Many priors are possible

• Yes, there are many other choices, e.g.:
  • beta distribution,
  • Kumaraswamy distribution,
  • just to name a few,
  • mixture of these,
  • and many more without name
• Optional reading: if you are rusty on common distributions (applied Bayesian statistician should know the datatype of the realization by heart), brush up on the most common distributions by skimming the following wikipedia pages: beta, gamma, Poisson, negative binomial, t, normal, exponential, categorical, Dirichlet

Choosing prior

General approach

Often, the choice of prior is approached in two stages

• First, pick a distribution family (in our example, let us pick say Beta\((\cdot, \cdot)\), a common starting point for distribution with support \([0, 1]\))
• Then, pick one member of this family (e.g. Beta\((1, 2)\), but how can we do this?)
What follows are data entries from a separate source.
//! Print command implementation

use anyhow::{Context, Result};
use clap::Args;
use rand::rngs::StdRng;
use rand::SeedableRng;
use std::fs::File;
use std::io::{self, BufWriter, Write};
use std::path::PathBuf;
use tango_core::{build_pages, build_pages_with_rng, CsvParser, Page, ParseMode, WordItem};

use crate::config::CliConfig;
use crate::error::CliError;
use crate::input::{resolve_sources, FileReader, InputSource};
use crate::output::{create_formatter, file_name_for, OutputFormat, SheetOptions};
use crate::progress::ProgressReporter;

/// Arguments for the print command
#[derive(Debug, Args)]
pub struct PrintArgs {
    /// Input CSV files or patterns (supports glob, `-` for stdin)
    #[arg(short, long, value_name = "FILE/PATTERN", required = true)]
    pub input: Vec<String>,

    /// Output file or directory (default: stdout)
    #[arg(short, long, value_name = "PATH")]
    pub output: Option<PathBuf>,

    /// Output format [default: text, or the config file's default_format]
    #[arg(short, long, value_enum)]
    pub format: Option<OutputFormat>,

    /// Title printed on every sheet
    #[arg(short, long)]
    pub title: Option<String>,

    /// Chapter label for words without one
    #[arg(short, long, value_name = "CHAPTER")]
    pub default_chapter: Option<String>,

    /// Shuffle words within each chapter
    #[arg(short, long)]
    pub shuffle: bool,

    /// Seed for a reproducible shuffle
    #[arg(long, value_name = "N")]
    pub seed: Option<u64>,

    /// Print the answer under each prompt
    #[arg(short, long)]
    pub answer_key: bool,

    /// How strictly to read the CSV
    #[arg(short, long, value_enum)]
    pub mode: Option<Mode>,

    /// Configuration file
    #[arg(short, long, value_name = "FILE")]
    pub config: Option<PathBuf>,

    /// Suppress progress output
    #[arg(short, long)]
    pub quiet: bool,

    /// Increase verbosity
    #[arg(short, long, action = clap::ArgAction::Count)]
    pub verbose: u8,
}

/// Parse modes accepted on the command line
#[derive(Debug, Clone, Copy, PartialEq, Eq, clap::ValueEnum)]
pub enum Mode {
    /// Require both columns, keep every row
    Strict,
    /// Tolerate missing columns, drop incomplete rows
    Lenient,
}

impl From<Mode> for ParseMode {
    fn from(mode: Mode) -> Self {
        match mode {
            Mode::Strict => ParseMode::Strict,
            Mode::Lenient => ParseMode::Lenient,
        }
    }
}

/// Effective settings after merging the config file and flags
#[derive(Debug, Clone, PartialEq, Eq)]
pub struct PrintSettings {
    /// Output format
    pub format: OutputFormat,
    /// Sheet title and answer-key mode
    pub sheet: SheetOptions,
    /// Chapter label for words without one
    pub default_chapter: String,
    /// Shuffle within chapters
    pub shuffle: bool,
    /// Fixed shuffle seed
    pub seed: Option<u64>,
    /// Parse strictness
    pub mode: ParseMode,
    /// Pretty print JSON
    pub pretty_json: bool,
}

impl PrintSettings {
    /// Paginate items according to these settings
    pub fn paginate(&self, items: &[WordItem]) -> Vec<Page> {
        match (self.shuffle, self.seed) {
            (true, Some(seed)) => build_pages_with_rng(
                items,
                &self.default_chapter,
                true,
                &mut StdRng::seed_from_u64(seed),
            ),
            (shuffle, _) => build_pages(items, &self.default_chapter, shuffle),
        }
    }
}

impl PrintArgs {
    /// Execute the print command
    pub fn execute(&self) -> Result<()> {
        // Initialize logging based on verbosity
        init_logging(self.verbose, self.quiet);

        log::info!("Starting sheet generation");
        log::debug!("Arguments: {:?}", self);

        let config = match &self.config {
            Some(path) => CliConfig::load(path)?,
            None => CliConfig::default(),
        };
        let settings = self.resolve(&config);
        log::debug!("Effective settings: {:?}", settings);

        if settings.seed.is_some() && !settings.shuffle {
            log::warn!("--seed has no effect without --shuffle");
        }

        let sources = resolve_sources(&self.input)?;
        let items = read_items(&sources, settings.mode, self.quiet)?;
        let pages = settings.paginate(&items);

        if pages.is_empty() {
            log::warn!("No word items to paginate");
            eprintln!("No pages to print: the input contains no usable word items.");
            return Ok(());
        }

        log::info!(
            "Paginated {} words into {} pages",
            items.len(),
            pages.len()
        );

        let writer = self.open_output(&settings)?;
        let mut formatter =
            create_formatter(settings.format, writer, settings.sheet, settings.pretty_json);
        for (idx, page) in pages.iter().enumerate() {
            formatter.write_page(page, idx + 1)?;
        }
        formatter.finish()?;

        Ok(())
    }

    /// Merge config file values with command-line flags
    pub fn resolve(&self, config: &CliConfig) -> PrintSettings {
        PrintSettings {
            format: self.format.unwrap_or(config.output.default_format),
            sheet: SheetOptions {
                title: self
                    .title
                    .clone()
                    .unwrap_or_else(|| config.sheet.title.clone()),
                answer_key: self.answer_key || config.sheet.answer_key,
            },
            default_chapter: self
                .default_chapter
                .clone()
                .unwrap_or_else(|| config.sheet.default_chapter.clone()),
            shuffle: self.shuffle || config.sheet.shuffle,
            seed: self.seed,
            mode: self.mode.map(ParseMode::from).unwrap_or(config.parsing.mode),
            pretty_json: config.output.pretty_json,
        }
    }

    fn open_output(&self, settings: &PrintSettings) -> Result<Box<dyn Write + Send + Sync>> {
        let Some(target) = &self.output else {
            return Ok(Box::new(io::stdout()));
        };

        let path = if target.is_dir() {
            target.join(file_name_for(&settings.sheet.title, settings.format))
        } else {
            target.clone()
        };

        let file = File::create(&path)
            .with_context(|| format!("Failed to create output file: {}", path.display()))?;
        log::info!("Writing {} output to {}", settings.format.as_str(), path.display());

        Ok(Box::new(BufWriter::new(file)))
    }
}

/// Read and parse every source, concatenating items in source order
pub fn read_items(sources: &[InputSource], mode: ParseMode, quiet: bool) -> Result<Vec<WordItem>> {
    let parser = CsvParser::for_mode(mode);
    let mut progress = ProgressReporter::new(quiet);
    progress.init_files(sources.len() as u64);

    let mut items = Vec::new();
    for source in sources {
        if let InputSource::File(path) = source {
            log::debug!("Reading {} ({} bytes)", path.display(), FileReader::file_size(path)?);
        }

        let text = source.read_text()?;
        let report = parser
            .parse_report(&text)
            .map_err(|e| CliError::ParseError(format!("{source}: {e}")))?;

        for skipped in &report.skipped {
            log::warn!("{source}: line {} skipped ({})", skipped.line, skipped.reason);
        }
        log::info!(
            "{source}: {} words from {} rows",
            report.items.len(),
            report.rows_read
        );

        items.extend(report.items);
        progress.file_completed(&source.to_string());
    }
    progress.finish();

    Ok(items)
}

/// Initialize logging based on verbosity level
pub(crate) fn init_logging(verbose: u8, quiet: bool) {
    let log_level = match verbose {
        0 => "warn",
        1 => "info",
        2 => "debug",
        _ => "trace",
    };

    if !quiet {
        // A logger may already be installed when commands run inside tests
        let _ = env_logger::Builder::from_env(env_logger::Env::default().default_filter_or(log_level))
            .try_init();
    }
}

#[cfg(test)]
mod tests {
    use super::*;
    use std::fs;
    use tempfile::TempDir;

    fn args(input: &str) -> PrintArgs {
        PrintArgs {
            input: vec![input.to_string()],
            output: None,
            format: None,
            title: None,
            default_chapter: None,
            shuffle: false,
            seed: None,
            answer_key: false,
            mode: None,
            config: None,
            quiet: true,
            verbose: 0,
        }
    }

    #[test]
    fn test_resolve_defaults() {
        let settings = args("words.csv").resolve(&CliConfig::default());
        assert_eq!(settings.format, OutputFormat::Text);
        assert_eq!(settings.sheet, SheetOptions::default());
        assert_eq!(settings.default_chapter, "");
        assert!(!settings.shuffle);
        assert_eq!(settings.mode, ParseMode::Strict);
    }

    #[test]
    fn test_flags_override_config() {
        let config = CliConfig::from_toml(
            "[sheet]\ntitle = \"From file\"\ndefault_chapter = \"File\"\n[parsing]\nmode = \"lenient\"\n[output]\ndefault_format = \"json\"\n",
        )
        .unwrap();

        let mut cli = args("words.csv");
        cli.title = Some("From flag".into());
        cli.mode = Some(Mode::Strict);
        cli.format = Some(OutputFormat::Html);

        let settings = cli.resolve(&config);
        assert_eq!(settings.sheet.title, "From flag");
        assert_eq!(settings.default_chapter, "File");
        assert_eq!(settings.mode, ParseMode::Strict);
        assert_eq!(settings.format, OutputFormat::Html);
    }

    #[test]
    fn test_seeded_paginate_is_reproducible() {
        let items: Vec<WordItem> = (0..30)
            .map(|i| WordItem::new(format!("語{i}"), format!("w{i}"), "A"))
            .collect();

        let mut cli = args("words.csv");
        cli.shuffle = true;
        cli.seed = Some(11);
        let settings = cli.resolve(&CliConfig::default());

        assert_eq!(settings.paginate(&items), settings.paginate(&items));
    }

    #[test]
    fn test_read_items_concatenates_sources() {
        let dir = TempDir::new().unwrap();
        let first = dir.path().join("a.csv");
        let second = dir.path().join("b.csv");
        fs::write(&first, "japanese,english,chapter\n犬,dog,B\n").unwrap();
        fs::write(&second, "japanese,english,chapter\n猫,cat,A\n").unwrap();

        let sources = vec![InputSource::File(first), InputSource::File(second)];
        let items = read_items(&sources, ParseMode::Strict, true).unwrap();
        assert_eq!(items[0].english, "dog");
        assert_eq!(items[1].english, "cat");
    }

    #[test]
    fn test_read_items_reports_parse_errors() {
        let dir = TempDir::new().unwrap();
        let path = dir.path().join("bad.csv");
        fs::write(&path, "word,meaning\n犬,dog\n").unwrap();

        let err = read_items(&[InputSource::File(path)], ParseMode::Strict, true).unwrap_err();
        let message = err.to_string();
        assert!(message.starts_with("Parse error:"));
        assert!(message.contains("bad.csv"));
    }

    #[test]
    fn test_execute_writes_into_directory() {
        let dir = TempDir::new().unwrap();
        let input = dir.path().join("words.csv");
        fs::write(&input, "japanese,english\n犬,dog\n").unwrap();

        let mut cli = args(&input.to_string_lossy());
        cli.output = Some(dir.path().to_path_buf());
        cli.format = Some(OutputFormat::Html);
        cli.title = Some("Unit: 1".into());
        cli.execute().unwrap();

        let written = fs::read_to_string(dir.path().join("Unit- 1.html")).unwrap();
        assert!(written.contains("（1）犬"));
    }

    #[test]
    fn test_mode_conversion() {
        assert_eq!(ParseMode::from(Mode::Lenient), ParseMode::Lenient);
        assert_eq!(ParseMode::from(Mode::Strict), ParseMode::Strict);
    }
}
When does the choice of prior matter?

• When data is large, posterior tends to be less sensitive to specification of the prior
  • Will discuss theoretical reason for this soon: Bernstein von-Mises theorem
  • Not always true (e.g. weakly identifiable model)
• When data is small, posterior tends to be more sensitive to specification of the prior
  • Extreme example: for a maiden flight, what will the posterior look like?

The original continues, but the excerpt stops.